BIOCHEMICAL-PROPERTIES AND POSSIBLE TOXICOLOGICAL SIGNIFICANCE OF VARIOUS FORMS OF NTE

NTE (neuropathy target esterase) is considered to be the target for organophosphorus-induced delayed polyneuropathy and is operationally measured by radiolabelling or by determining its esteratic activity as the paraoxon-resistant mipafox-sensitive phosphorylable site(s). From electrophoresis and density gradient centrifugation using radiolabelling techniques, several phosphorylable sites have been described in hen brain that are paraoxon-resistant mipafox-sensitive; however, only the majority electrophoresis band (155 kDa) shows properties related with the aging reaction. Kinetic criteria have also suggested two components of brain NTE (NTE(A) and NTE(B)). Most brain NTE is recovered in the particulate microsomal fraction and only about 1% in soluble fraction. In sciatic nerve about 50%/50% activity is recovered as soluble (S-NTE) or particulate (P-NTE) forms. A similar distribution were observed in hen, cat, rat and young chick.

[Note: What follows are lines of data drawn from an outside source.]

//! Console report printing.
//!
//! The final report is printed directly to stdout (and mirrored into the
//! log), so it survives `--quiet` mode.

use colored::Colorize;

use crate::processing::Report;

/// Print the detail report: one block per list, entries indented.
pub fn print_detail_report(title: &str, report: &Report) {
    let mut lines = Vec::new();
    lines.push(format!("\n{title}"));
    lines.push("=".repeat(60));

    if report.is_empty() {
        lines.push("No matching entries found in any managed prefix lists.".to_string());
    } else {
        for result in &report.results {
            lines.push(format!(
                "{} | {} | {} matching entr{}",
                result.pl.id,
                result.pl.display_name(),
                result.entries.len(),
                if result.entries.len() == 1 { "y" } else { "ies" }
            ));
            for entry in &result.entries {
                lines.push(format!(
                    "  {} | {}",
                    entry.display_cidr(),
                    entry.display_description()
                ));
            }
            lines.push("-".repeat(60));
        }
    }

    print_lines(&lines);
}

/// Print the listing report: one `id | name` line per prefix list.
pub fn print_listing_report(title: &str, listing: &[(String, String)]) {
    let mut lines = Vec::new();
    lines.push(format!("\n{title}"));
    lines.push("=".repeat(60));

    if listing.is_empty() {
        lines.push("No managed prefix lists found.".to_string());
    } else {
        for (pl_id, pl_name) in listing {
            lines.push(format!("{pl_id} | {pl_name}"));
        }
        lines.push("-".repeat(60));
    }

    print_lines(&lines);
}

/// Log each line, then print the whole block with the banner highlighted.
fn print_lines(lines: &[String]) {
    for line in lines {
        log::info!("{line}");
    }
    let mut iter = lines.iter();
    if let Some(banner) = iter.next() {
        println!("{}", banner.bold());
    }
    for line in iter {
        println!("{line}");
    }
}
//! AWS CLI command execution.
//!
//! Provides utilities for running AWS CLI commands and capturing their output.

use colored::Colorize;
use regex::Regex;
use std::process::Command;
use std::sync::OnceLock;

use super::error::AwsError;

/// Regex for splitting command strings while preserving quoted substrings.
static COMMAND_REGEX: OnceLock<Regex> = OnceLock::new();

fn get_command_regex() -> &'static Regex {
    COMMAND_REGEX.get_or_init(|| {
        Regex::new(r#"'([^']*)'\s*|\"([^\"]*)\"\s*|([^'\s]*)\s*"#).expect("Invalid Regex")
    })
}

/// Run a shell command and return its stdout.
///
/// The command string is split on spaces, with quoted substrings preserved.
///
/// # Arguments
/// * `cmd` - The command string to execute
///
/// # Returns
/// * `Ok(String)` - The stdout output on success
/// * `Err` - If the command fails or produces too much output (500KB limit)
pub fn run(cmd: &str) -> Result<String, AwsError> {
    log::debug!("run({cmd})", cmd = cmd.on_blue());

    let cmds: Vec<&str> = split_and_strip(cmd);
    log::trace!("split cmds={:?}", cmds);

    // Build command and add args
    let mut command = Command::new(cmds[0]);
    for arg in cmds.iter().skip(1) {
        command.arg(arg);
    }

    let output = command.output().map_err(|e| {
        log::error!("Command execution failed: {}", e);
        AwsError::Spawn { source: e }
    })?;

    if output.status.success() {
        log::debug!("Success cmd: {cmd}");
        log::debug!("Success output.stdout.len(): {}", output.stdout.len());
        log::debug!("Success output.status.code(): {:?}", output.status.code());

        if output.stdout.len() > 500_000 {
            return Err(AwsError::ResponseTooLarge {
                len: output.stdout.len(),
            });
        }
    } else {
        let stderr = String::from_utf8_lossy(&output.stderr).to_string();
        log::trace!(
            "code={code:?}, status={status}\n┎######\nstderr=\n{stderr}\n┖######",
            code = output.status.code(),
            status = output.status,
            stderr = stderr.red()
        );
        log::warn!(
            "{failed} to run {cmd}",
            failed = "failed".on_red(),
            cmd = cmd.on_blue()
        );
        return Err(AwsError::CommandFailed { stderr });
    }

    let stdout = String::from_utf8(output.stdout)?;

    Ok(stdout)
}

/// Split a command string on spaces, preserving quoted substrings.
fn split_and_strip(input: &str) -> Vec<&str> {
    get_command_regex()
        .find_iter(input)
        .map(|m| m.as_str().trim().trim_matches('\'').trim_matches('"'))
        .collect()
}

#[cfg(test)]
mod tests {
    use super::*;

    #[test]
    fn test_split_and_strip_complex() {
        let input = "Hello 'World War'  'fail' Rust";
        let expected = vec!["Hello", "World War", "fail", "Rust"];
        assert_eq!(split_and_strip(input), expected);
    }

    #[test]
    fn test_split_and_strip_nospaces() {
        let input = "NoSpacesHere";
        let expected = vec!["NoSpacesHere"];
        assert_eq!(split_and_strip(input), expected);
    }

    #[test]
    fn test_split_and_strip_empty_quotes() {
        let input = "Empty '' Single Quotes";
        let expected = vec!["Empty", "", "Single", "Quotes"];
        assert_eq!(split_and_strip(input), expected);
    }

    #[test]
    fn test_split_aws_command() {
        let input =
            "aws ec2 get-managed-prefix-list-entries --prefix-list-id pl-123 --output json";
        let expected = vec![
            "aws",
            "ec2",
            "get-managed-prefix-list-entries",
            "--prefix-list-id",
            "pl-123",
            "--output",
            "json",
        ];
        assert_eq!(split_and_strip(input), expected);
    }
}
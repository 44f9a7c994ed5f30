//! Top-level error type for a plutils run.
//!
//! Per-entity failures (one list's entries, one malformed CIDR) are handled
//! locally and never surface here; these variants are the fatal conditions
//! that terminate the run.

use thiserror::Error;

use crate::aws::AwsError;

/// Fatal error conditions for a run.
#[derive(Debug, Error)]
pub enum PlError {
    /// Could not resolve the caller's AWS account identity.
    #[error("Failed to get AWS account ID: {0}")]
    AccountId(#[source] AwsError),

    /// Could not enumerate the managed prefix lists.
    #[error("Failed to retrieve managed prefix lists: {0}")]
    DescribePrefixLists(#[source] AwsError),

    /// No prefix lists survived ownership and name filtering.
    ///
    /// Not a malfunction, but the run terminates without a report.
    #[error("No prefix lists found after filtering.")]
    NoPrefixLists,
}
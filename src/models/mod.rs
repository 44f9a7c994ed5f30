//! Domain models for prefix list search and audit.
//!
//! This module contains the core data structures used throughout the
//! application:
//! - [`Cidr`] - IPv4 address block with CIDR notation support
//! - [`PrefixList`] and [`Entry`] - managed prefix list records

mod cidr;
mod prefix_list;

// Re-export public types
pub use cidr::{get_cidr_mask, network_addr, Cidr, CidrError, MAX_LENGTH};
pub use prefix_list::{Entry, PrefixList, NOT_AVAILABLE};
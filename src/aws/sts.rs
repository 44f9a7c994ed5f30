//! Caller identity resolution via the AWS CLI.

use serde::Deserialize;

use super::cli;
use super::error::AwsError;
use super::AwsCliOptions;

/// Envelope for `aws sts get-caller-identity` output.
#[derive(Deserialize, Debug)]
struct CallerIdentity {
    #[serde(rename = "Account")]
    account: String,
}

/// Resolve the AWS account id of the caller's credentials.
///
/// This id drives the customer-managed ownership filter.
pub fn get_caller_account_id(opts: &AwsCliOptions) -> Result<String, AwsError> {
    let output = cli::run(&format!(
        "aws sts get-caller-identity --output json{}",
        opts.cli_suffix()
    ))?;
    let identity: CallerIdentity = serde_json::from_str(&output).map_err(|e| {
        log::error!("Error parsing caller identity: {e}");
        AwsError::Json {
            path: ".".to_string(),
            source: e,
        }
    })?;
    log::info!("Resolved AWS account id: {}", identity.account);
    Ok(identity.account)
}

#[cfg(test)]
mod tests {
    use super::*;

    #[test]
    fn test_parse_caller_identity() {
        let json = r#"{
            "UserId": "AIDAEXAMPLE",
            "Account": "111111111111",
            "Arn": "arn:aws:iam::111111111111:user/example"
        }"#;
        let identity: CallerIdentity =
            serde_json::from_str(json).expect("Error parsing caller identity");
        assert_eq!(identity.account, "111111111111");
    }
}
//! CSV report writing.

use std::fs;
use std::io::Write;
use std::path::{Path, PathBuf};

/// Directory CSV reports are written into.
const REPORTS_DIR: &str = "reports";

/// How the caller asked for CSV export.
#[derive(Debug, Clone, PartialEq, Eq)]
pub enum CsvMode {
    /// No CSV output requested.
    Disabled,
    /// `--csv` with no filename: generate a timestamped default name.
    DefaultName,
    /// `--csv FILE`: use the given filename.
    Named(String),
}

impl CsvMode {
    /// Convert the raw `--csv [FILE]` argument into an explicit mode.
    pub fn from_arg(arg: Option<Option<String>>) -> CsvMode {
        match arg {
            None => CsvMode::Disabled,
            Some(None) => CsvMode::DefaultName,
            Some(Some(filename)) => CsvMode::Named(filename),
        }
    }

    /// Resolve the output filename, if export is enabled.
    ///
    /// Default names are `<prefix>-YYYYMMDD_HHMMSS.csv`.
    pub fn resolve_filename(&self, prefix: &str) -> Option<String> {
        match self {
            CsvMode::Disabled => None,
            CsvMode::DefaultName => {
                let timestamp = chrono::Local::now().format("%Y%m%d_%H%M%S");
                Some(format!("{prefix}-{timestamp}.csv"))
            }
            CsvMode::Named(filename) => Some(filename.clone()),
        }
    }
}

/// Escape a field for CSV output.
///
/// Fields containing a comma, double quote or newline are enclosed in double
/// quotes, with embedded quotes doubled.
pub fn escape_csv_field(input: &str) -> String {
    if input.contains(',') || input.contains('"') || input.contains('\n') {
        let escaped = input.replace('"', "\"\"");
        format!("\"{}\"", escaped)
    } else {
        input.to_string()
    }
}

/// Write header and rows as CSV to the given path.
pub fn write_csv_file(
    path: &Path,
    header: &[&str],
    data_rows: &[Vec<String>],
) -> std::io::Result<()> {
    let mut file = fs::File::create(path)?;
    writeln!(file, "{}", header.join(","))?;
    for row in data_rows {
        let line: Vec<String> = row.iter().map(|field| escape_csv_field(field)).collect();
        writeln!(file, "{}", line.join(","))?;
    }
    Ok(())
}

/// Write a CSV report under the `reports/` directory.
///
/// Returns the full path of the written file.
pub fn write_csv_report(
    csv_filename: &str,
    header: &[&str],
    data_rows: &[Vec<String>],
) -> std::io::Result<PathBuf> {
    fs::create_dir_all(REPORTS_DIR)?;
    let path = PathBuf::from(REPORTS_DIR).join(csv_filename);
    write_csv_file(&path, header, data_rows)?;
    log::info!("CSV report written to {}", path.display());
    Ok(path)
}
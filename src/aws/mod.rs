//! AWS CLI interaction.
//!
//! This module handles all AWS-related operations:
//! - [`cli`] - Command execution for the AWS CLI
//! - [`ec2`] - Managed prefix list queries
//! - [`sts`] - Caller identity resolution

mod cli;
mod ec2;
mod error;
mod sts;

// Re-export public types and functions
pub use cli::run;
pub use ec2::{describe_managed_prefix_lists, get_prefix_list_entries};
pub use error::AwsError;
pub use sts::get_caller_account_id;

/// Session options forwarded to every AWS CLI invocation.
///
/// Profile and region left unset fall through to the CLI's own
/// environment and config resolution.
#[derive(Debug, Clone, Default)]
pub struct AwsCliOptions {
    /// AWS CLI profile name.
    pub profile: Option<String>,
    /// AWS region name.
    pub region: Option<String>,
}

impl AwsCliOptions {
    /// Build options from optional CLI flags.
    pub fn new(profile: Option<String>, region: Option<String>) -> Self {
        AwsCliOptions { profile, region }
    }

    /// Render the trailing `--profile`/`--region` arguments, if any.
    fn cli_suffix(&self) -> String {
        let mut suffix = String::new();
        if let Some(profile) = &self.profile {
            suffix.push_str(&format!(" --profile {profile}"));
        }
        if let Some(region) = &self.region {
            suffix.push_str(&format!(" --region {region}"));
        }
        suffix
    }
}

#[cfg(test)]
mod tests {
    use super::*;

    #[test]
    fn test_cli_suffix_empty() {
        assert_eq!(AwsCliOptions::default().cli_suffix(), "");
    }

    #[test]
    fn test_cli_suffix_profile_and_region() {
        let opts = AwsCliOptions::new(Some("dev".to_string()), Some("us-east-1".to_string()));
        assert_eq!(opts.cli_suffix(), " --profile dev --region us-east-1");
    }

    #[test]
    fn test_cli_suffix_region_only() {
        let opts = AwsCliOptions::new(None, Some("eu-west-1".to_string()));
        assert_eq!(opts.cli_suffix(), " --region eu-west-1");
    }
}
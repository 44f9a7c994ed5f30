//! Output formatting for prefix list reports.
//!
//! This module handles formatting and emitting report data:
//! - [`console`] - final report printing to stdout and log
//! - [`csv`] - CSV export under the reports directory

mod console;
mod csv;

pub use console::{print_detail_report, print_listing_report};
pub use csv::{escape_csv_field, write_csv_file, write_csv_report, CsvMode};
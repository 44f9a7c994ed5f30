// cargo watch -x 'fmt' -x 'run'  // 'run -- search --name vendor'

pub mod aws;
pub mod cli;
pub mod commands;
pub mod error;
pub mod logging;
pub mod models;
pub mod output;
pub mod processing;

pub use error::PlError;
pub use models::{Entry, PrefixList};
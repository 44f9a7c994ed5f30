//! Managed prefix list data model.

use serde::{Deserialize, Serialize};

/// Placeholder used for missing names and descriptions in reports.
pub const NOT_AVAILABLE: &str = "N/A";

/// A managed prefix list as returned by `describe-managed-prefix-lists`.
///
/// Snapshot of the remote record; never mutated locally.
#[derive(Serialize, Deserialize, Debug, Clone, Default)]
pub struct PrefixList {
    /// Opaque prefix list identifier (e.g. "pl-0123456789abcdef0").
    #[serde(rename = "PrefixListId")]
    pub id: String,
    /// Human label, not guaranteed unique or present.
    #[serde(rename = "PrefixListName", default)]
    pub name: Option<String>,
    /// Account id of the owner; provider-managed lists carry a vendor owner.
    #[serde(rename = "OwnerId", default)]
    pub owner_id: Option<String>,
}

impl PrefixList {
    /// Name for display and matching, with missing names rendered as "N/A".
    pub fn display_name(&self) -> &str {
        self.name.as_deref().unwrap_or(NOT_AVAILABLE)
    }
}

/// A single entry of a prefix list as returned by
/// `get-managed-prefix-list-entries`.
#[derive(Serialize, Deserialize, Debug, Clone, Default)]
pub struct Entry {
    /// Address block in CIDR notation, kept as the literal source text.
    #[serde(rename = "Cidr", default)]
    pub cidr: Option<String>,
    /// Free-text description.
    #[serde(rename = "Description", default)]
    pub description: Option<String>,
}

impl Entry {
    /// CIDR text for display, with missing blocks rendered as "N/A".
    pub fn display_cidr(&self) -> &str {
        self.cidr.as_deref().unwrap_or(NOT_AVAILABLE)
    }

    /// Description for display, with missing text rendered as "N/A".
    pub fn display_description(&self) -> &str {
        self.description.as_deref().unwrap_or(NOT_AVAILABLE)
    }
}
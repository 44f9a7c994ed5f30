//! Logging setup for the binary.
//!
//! The library modules only use the `log` facade; the binary owns the
//! logger lifecycle and configures log4rs here: an always-on file appender
//! under `logs/` plus a console appender that `--quiet` throttles down to
//! errors. The final report is printed separately and is not affected.

use std::error::Error;
use std::path::PathBuf;

use log::LevelFilter;
use log4rs::append::console::ConsoleAppender;
use log4rs::append::file::FileAppender;
use log4rs::config::{Appender, Config, Root};
use log4rs::encode::pattern::PatternEncoder;
use log4rs::filter::threshold::ThresholdFilter;

/// Directory log files are written into.
const LOGS_DIR: &str = "logs";

/// Log line format, e.g. "2026-08-29 10:15:42 - INFO - message".
const LOG_PATTERN: &str = "{d(%Y-%m-%d %H:%M:%S)} - {l} - {m}{n}";

/// Initialize logging to `logs/plutils_<command>-YYYYMMDD_HHMMSS.log` and
/// the console. Returns the log file path.
pub fn init_logging(command: &str, quiet: bool) -> Result<PathBuf, Box<dyn Error>> {
    std::fs::create_dir_all(LOGS_DIR)?;
    let timestamp = chrono::Local::now().format("%Y%m%d_%H%M%S");
    let logfile = PathBuf::from(LOGS_DIR).join(format!("plutils_{command}-{timestamp}.log"));

    let file = FileAppender::builder()
        .encoder(Box::new(PatternEncoder::new(LOG_PATTERN)))
        .build(&logfile)?;

    let console_level = if quiet {
        LevelFilter::Error
    } else {
        LevelFilter::Info
    };
    let console = ConsoleAppender::builder()
        .encoder(Box::new(PatternEncoder::new(LOG_PATTERN)))
        .build();

    let config = Config::builder()
        .appender(Appender::builder().build("logfile", Box::new(file)))
        .appender(
            Appender::builder()
                .filter(Box::new(ThresholdFilter::new(console_level)))
                .build("console", Box::new(console)),
        )
        .build(
            Root::builder()
                .appender("logfile")
                .appender("console")
                .build(LevelFilter::Info),
        )?;

    log4rs::init_config(config)?;
    log::info!("Logging initiated. Output log file: {}", logfile.display());
    Ok(logfile)
}
//! Free-text search over prefix list entries.

use crate::models::Entry;

/// Entry field a search term is matched against.
#[derive(Debug, Clone, Copy, PartialEq, Eq)]
pub enum SearchField {
    /// Match against the free-text description.
    Description,
    /// Match against the literal CIDR text. Substring semantics, not
    /// range containment, so "10.0" also matches "110.0.0.0/8".
    Cidr,
}

/// Filter entries whose selected field contains the search term as a
/// case-insensitive substring.
///
/// Entries missing the selected field are excluded. Input order is
/// preserved.
pub fn search_entries_by_field(
    entries: Vec<Entry>,
    search_value: &str,
    field: SearchField,
) -> Vec<Entry> {
    let lower_search = search_value.to_lowercase();
    entries
        .into_iter()
        .filter(|entry| {
            let value = match field {
                SearchField::Description => entry.description.as_deref(),
                SearchField::Cidr => entry.cidr.as_deref(),
            };
            match value {
                Some(value) => value.to_lowercase().contains(&lower_search),
                None => false,
            }
        })
        .collect()
}
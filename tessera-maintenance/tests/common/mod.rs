//! Shared fixtures: a fake storage network and a wired-up repair environment

#![allow(dead_code)]

use async_trait::async_trait;
use bytes::Bytes;
use chrono::{TimeDelta, Utc};
use parking_lot::Mutex;
use std::collections::HashMap;
use std::sync::atomic::{AtomicUsize, Ordering};
use std::sync::Arc;
use std::time::Duration;
use tessera_core::{
    ContentHash, ErasureEncoder, NodeId, PieceId, RedundancyScheme, SegmentId, SegmentPosition,
    SigningIdentity, StreamId,
};
use tessera_maintenance::{DialError, PieceDialer, RepairConfig, SegmentRepairer};
use tessera_metabase::{MemoryMetabase, MetabaseStore, Piece, Segment};
use tessera_overlay::{
    AuditHistoryConfig, MemoryOrderLedger, NodeInfo, OrderConfig, OrderLimit, OrderService,
    OverlayConfig, OverlayService, ReputationConfig, ReputationTracker,
};

// =============================================================================
// Fake network
// =============================================================================

/// How a fake node responds
#[derive(Debug, Clone, Copy, PartialEq, Eq)]
pub enum Behavior {
    Online,
    /// Refuses connections
    Offline,
    /// Serves pieces with a flipped byte
    Corrupt,
    /// Claims not to have any piece
    Missing,
    /// Accepts downloads but fails every upload
    RejectUploads,
    /// Answers after a delay
    Slow(Duration),
}

#[derive(Default)]
pub struct FakeNetwork {
    behaviors: Mutex<HashMap<NodeId, Behavior>>,
    storage: Mutex<HashMap<(NodeId, PieceId), Bytes>>,
    download_attempts: Mutex<HashMap<NodeId, usize>>,
    pub uploads: AtomicUsize,
    pub downloads: AtomicUsize,
}

impl FakeNetwork {
    pub fn set(&self, node: NodeId, behavior: Behavior) {
        self.behaviors.lock().insert(node, behavior);
    }

    pub fn put(&self, node: NodeId, piece: PieceId, data: Bytes) {
        self.storage.lock().insert((node, piece), data);
    }

    pub fn stored(&self, node: NodeId, piece: PieceId) -> Option<Bytes> {
        self.storage.lock().get(&(node, piece)).cloned()
    }

    pub fn download_attempts(&self, node: &NodeId) -> usize {
        self.download_attempts.lock().get(node).copied().unwrap_or(0)
    }

    pub fn upload_count(&self) -> usize {
        self.uploads.load(Ordering::SeqCst)
    }

    fn behavior(&self, node: &NodeId) -> Behavior {
        self.behaviors
            .lock()
            .get(node)
            .copied()
            .unwrap_or(Behavior::Online)
    }
}

#[async_trait]
impl PieceDialer for FakeNetwork {
    async fn download_piece(&self, order: &OrderLimit) -> Result<Bytes, DialError> {
        let node = order.storage_node_id;
        *self.download_attempts.lock().entry(node).or_default() += 1;
        if let Err(e) = order.verify() {
            return Err(DialError::Protocol {
                node,
                reason: e.to_string(),
            });
        }

        match self.behavior(&node) {
            Behavior::Offline => {
                return Err(DialError::Offline {
                    node,
                    reason: "connection refused".to_string(),
                })
            }
            Behavior::Missing => return Err(DialError::NotFound { node }),
            Behavior::Slow(delay) => tokio::time::sleep(delay).await,
            _ => {}
        }

        let data = self
            .stored(node, order.piece_id)
            .ok_or(DialError::NotFound { node })?;
        self.downloads.fetch_add(1, Ordering::SeqCst);

        if self.behavior(&node) == Behavior::Corrupt {
            let mut bytes = data.to_vec();
            bytes[0] ^= 0xff;
            return Ok(Bytes::from(bytes));
        }
        Ok(data)
    }

    async fn upload_piece(&self, order: &OrderLimit, data: Bytes) -> Result<(), DialError> {
        let node = order.storage_node_id;
        match self.behavior(&node) {
            Behavior::Offline => {
                return Err(DialError::Offline {
                    node,
                    reason: "connection refused".to_string(),
                })
            }
            Behavior::RejectUploads => {
                return Err(DialError::Protocol {
                    node,
                    reason: "disk full".to_string(),
                })
            }
            Behavior::Slow(delay) => tokio::time::sleep(delay).await,
            _ => {}
        }
        self.put(node, order.piece_id, data);
        self.uploads.fetch_add(1, Ordering::SeqCst);
        Ok(())
    }
}

// =============================================================================
// Environment
// =============================================================================

pub struct TestEnv {
    pub metabase: Arc<MemoryMetabase>,
    pub reputation: Arc<ReputationTracker>,
    pub overlay: Arc<OverlayService>,
    pub ledger: Arc<MemoryOrderLedger>,
    pub orders: Arc<OrderService>,
    pub network: Arc<FakeNetwork>,
    next_net: AtomicUsize,
}

impl TestEnv {
    pub fn new() -> Self {
        let reputation = Arc::new(ReputationTracker::new(ReputationConfig::default()).unwrap());
        let overlay = Arc::new(OverlayService::new(
            OverlayConfig::default(),
            reputation.clone(),
        ));
        let ledger = Arc::new(MemoryOrderLedger::new());
        let orders = Arc::new(
            OrderService::new(
                SigningIdentity::generate(),
                OrderConfig::default(),
                ledger.clone(),
            )
            .unwrap(),
        );
        Self {
            metabase: Arc::new(MemoryMetabase::new()),
            reputation,
            overlay,
            ledger,
            orders,
            network: Arc::new(FakeNetwork::default()),
            next_net: AtomicUsize::new(0),
        }
    }

    /// Register `count` online nodes, each on its own network
    pub fn add_nodes(&self, count: usize) -> Vec<NodeId> {
        (0..count)
            .map(|_| {
                let n = self.next_net.fetch_add(1, Ordering::SeqCst);
                let node_id = NodeId::random();
                self.overlay.upsert_node(
                    NodeInfo {
                        node_id,
                        address: format!("10.{}.{}.1:7777", n / 256, n % 256),
                        last_net: format!("10.{}.{}.0/24", n / 256, n % 256),
                    },
                    Utc::now(),
                );
                node_id
            })
            .collect()
    }

    /// Make nodes unreachable both in the overlay and on the network
    pub fn take_offline(&self, nodes: &[NodeId]) {
        let later = Utc::now() + TimeDelta::seconds(1);
        for node in nodes {
            self.overlay.mark_offline(node, later).unwrap();
            self.network.set(*node, Behavior::Offline);
        }
    }

    /// Encode a payload and place piece `i` on `holders[i]`
    pub async fn store_segment(&self, scheme: RedundancyScheme, holders: &[NodeId]) -> Segment {
        let payload_size = usize::from(scheme.required) * 64;
        let payload: Vec<u8> = (0..payload_size).map(|i| (i % 251) as u8).collect();
        let encoded = ErasureEncoder::for_scheme(&scheme)
            .unwrap()
            .encode(&payload)
            .unwrap();

        let id = SegmentId::new(StreamId::new(), SegmentPosition::new(0, 0));
        let mut pieces = Vec::with_capacity(holders.len());
        for (number, node) in holders.iter().enumerate() {
            let number = number as u16;
            self.network
                .put(*node, id.piece_id(number), encoded[usize::from(number)].data.clone());
            pieces.push(Piece::new(number, *node));
        }

        let segment = Segment {
            id,
            redundancy: scheme,
            pieces,
            encrypted_size: payload_size as u32,
            piece_hashes: encoded.iter().map(|p| ContentHash::compute(&p.data)).collect(),
            created_at: Utc::now(),
            expires_at: None,
        };
        self.metabase.insert_segment(&segment).await.unwrap();
        segment
    }

    pub async fn segment(&self, id: &SegmentId) -> Segment {
        self.metabase.get_segment(id).await.unwrap().unwrap()
    }

    pub fn repair_config() -> RepairConfig {
        RepairConfig {
            in_memory_repair: true,
            download_timeout_secs: 5,
            upload_timeout_secs: 5,
            ..RepairConfig::default()
        }
    }

    pub fn repairer(&self, config: RepairConfig) -> SegmentRepairer {
        self.repairer_with_store(self.metabase.clone(), config)
    }

    pub fn repairer_with_store(
        &self,
        store: Arc<dyn MetabaseStore>,
        config: RepairConfig,
    ) -> SegmentRepairer {
        SegmentRepairer::new(
            store,
            self.overlay.clone(),
            self.orders.clone(),
            self.network.clone(),
            config,
            AuditHistoryConfig::default(),
        )
        .unwrap()
    }
}

/// Whether every piece in `segment` sits on a distinct node
pub fn distinct_nodes(segment: &Segment) -> bool {
    segment.node_ids().len() == segment.pieces.len()
}
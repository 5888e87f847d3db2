//! Tessera Overlay
//!
//! Node-facing state the repair pipeline consults:
//! - [`ReputationTracker`]: audit scores, disqualification and suspension
//! - [`OverlayService`]: node registry and replacement selection
//! - [`OrderService`]: ed25519-signed order limits for piece transfers

pub mod orders;
pub mod overlay;
pub mod reputation;

pub use orders::{
    MemoryOrderLedger, OrderConfig, OrderError, OrderLimit, OrderRecorder, OrderService,
    PieceAction,
};
pub use overlay::{NodeDossier, NodeInfo, OverlayConfig, OverlayError, OverlayService};
pub use reputation::{
    AuditHistory, AuditHistoryConfig, AuditOutcome, AuditWindow, NodeReputation,
    ReputationConfig, ReputationError, ReputationTracker,
};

The fixed time inhibition curves show that P-NTE is more sensitive to mipafox, DFP and hexyl-DCP than S-NTE, while the reverse is true for methamidophos. P-NTE fits properly to one sensitive component while S-NTE fits better to two sensitive component models, except in the case of methamidophos. In vivo, significant differences in the inhibition or P- and S-NTE by mipafox were found only when using low non-neuropathic dosing. The possible significance of different NTE forms are discussed.